I Love My Wife, But…

Last week I shared an article written by Getting Smart’s Nate McClennen and Tom Vander Ark titled “The Great Education Unbundling and How Learning Will be Rebundled.” The concept of “Unbundled Learning” is part of a six pillar campaign Getting Smart launched last summer.

I thought it would be nice to cover the other five pillars in today’s post.

According to McClennen and Vander Ark,

“Credentialed Learning believes that students have ownership of creating their academic selves, determine where they’re headed and with whom they share their journey. Credentialed Learning throws out the traditional measurements of success and signals a new way to show human development. Credentialed Learning allows students to carry digital credentials and learning records with them everywhere they go so they are always ready for every opportunity.”

“Accelerated Pathways move learners past imagining success, but instead experience success through curated learning experiences. By providing opportunities for accelerated, articulated learning through Accelerated Pathways options of early college, boot camps, dual enrollment, earn and learn ladders, technical training and apprenticeships, learners have access to an opportunity playlist built for them. Accelerated Pathways allows learners to have the best of all worlds by layering the high school journey with meaningful experiences that save time and money.”

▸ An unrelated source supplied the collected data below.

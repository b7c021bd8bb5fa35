//! Error types for selector parsing.
//!
//! Every error is raised while compiling a selector, before any traversal
//! starts. A selector that parses but matches nothing is not an error.

use thiserror::Error;

/// Result type for selector compilation.
pub type SelectorResult<T> = Result<T, SelectorSyntaxError>;

/// Unparseable selector text.
///
/// Positions are byte offsets into the whole selector string.
#[derive(Debug, Clone, PartialEq, Eq, Error)]
pub enum SelectorSyntaxError {
    /// The selector, or one `>>` part of it, is empty.
    #[error("empty selector")]
    EmptySelector,

    /// A quoted literal has no closing quote.
    #[error("unterminated string starting at {position}")]
    UnterminatedString {
        /// Offset of the opening quote
        position: usize,
    },

    /// `[`/`(` without a matching `]`/`)`, or the reverse.
    #[error("unbalanced '{bracket}' at {position}")]
    UnbalancedBracket {
        /// The offending bracket character
        bracket: char,
        /// Offset of the bracket
        position: usize,
    },

    /// `name=` prefix naming an engine that does not exist.
    #[error("unknown selector engine '{name}'")]
    UnknownEngine {
        /// Engine name as written
        name: String,
    },

    /// More than one part of a `>>` chain starts with `*`.
    #[error("only one part of a selector chain can be captured with '*'")]
    DuplicateCapture,

    /// A pseudo-class that is unknown or disabled in the query options.
    #[error("unknown pseudo-class ':{name}'")]
    UnknownPseudoClass {
        /// Pseudo-class name without the colon
        name: String,
    },

    /// An attribute selector operator other than `=`, `~=`, `|=`, `^=`, `$=`, `*=`.
    #[error("invalid attribute operator '{operator}' at {position}")]
    InvalidAttributeOperator {
        /// The operator text
        operator: String,
        /// Offset of the operator
        position: usize,
    },

    /// A trailing attribute modifier other than `i` or `s`.
    #[error("invalid attribute modifier '{modifier}' at {position}")]
    InvalidAttributeModifier {
        /// The modifier text
        modifier: String,
        /// Offset of the modifier
        position: usize,
    },

    /// An `An+B` argument that does not parse.
    #[error("invalid An+B expression '{expression}'")]
    InvalidNth {
        /// The argument text
        expression: String,
    },

    /// A `text=/…/` pattern the regex engine rejects.
    #[error("invalid regular expression '{pattern}': {message}")]
    InvalidRegex {
        /// Pattern source
        pattern: String,
        /// Message from the regex compiler
        message: String,
    },

    /// Any other character the grammar does not allow at this point.
    #[error("unexpected '{found}' at {position}")]
    UnexpectedCharacter {
        /// The character found
        found: char,
        /// Offset of the character
        position: usize,
    },

    /// Input ended where more was required.
    #[error("unexpected end of selector, expected {expected}")]
    UnexpectedEnd {
        /// What the parser was looking for
        expected: &'static str,
    },
}

impl SelectorSyntaxError {
    /// Move the position of a positioned error by `offset` bytes, for errors
    /// found in a slice of the selector.
    #[must_use]
    pub(crate) fn shifted(self, offset: usize) -> Self {
        match self {
            Self::UnterminatedString { position } => Self::UnterminatedString {
                position: position + offset,
            },
            Self::UnbalancedBracket { bracket, position } => Self::UnbalancedBracket {
                bracket,
                position: position + offset,
            },
            other => other,
        }
    }
}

“New Learning Models combine accelerated skill development with project-based and work-based learning. With New Learning Models, the learner experience is co-authored with students. Centered around personalized and competency-based learning, social-emotional learning and skill credentialing, New Learning Models link experiences to create new and emerging school architectures. New Learning Models is the heart of how pathways work.”

“Support and Guidance creates safe places that equip learners to fully express themselves with confidence. With Support and Guidance, strong advisory systems build purpose, help learners explore careers, build their social capital and skyrockets their potential. Strong Support and Guidance systems are critical for learners to increase their agency and sense of belonging. When Support and Guidance is linked to pathways, learners know where they’re going, how to get there and who can provide support and resources along the way.”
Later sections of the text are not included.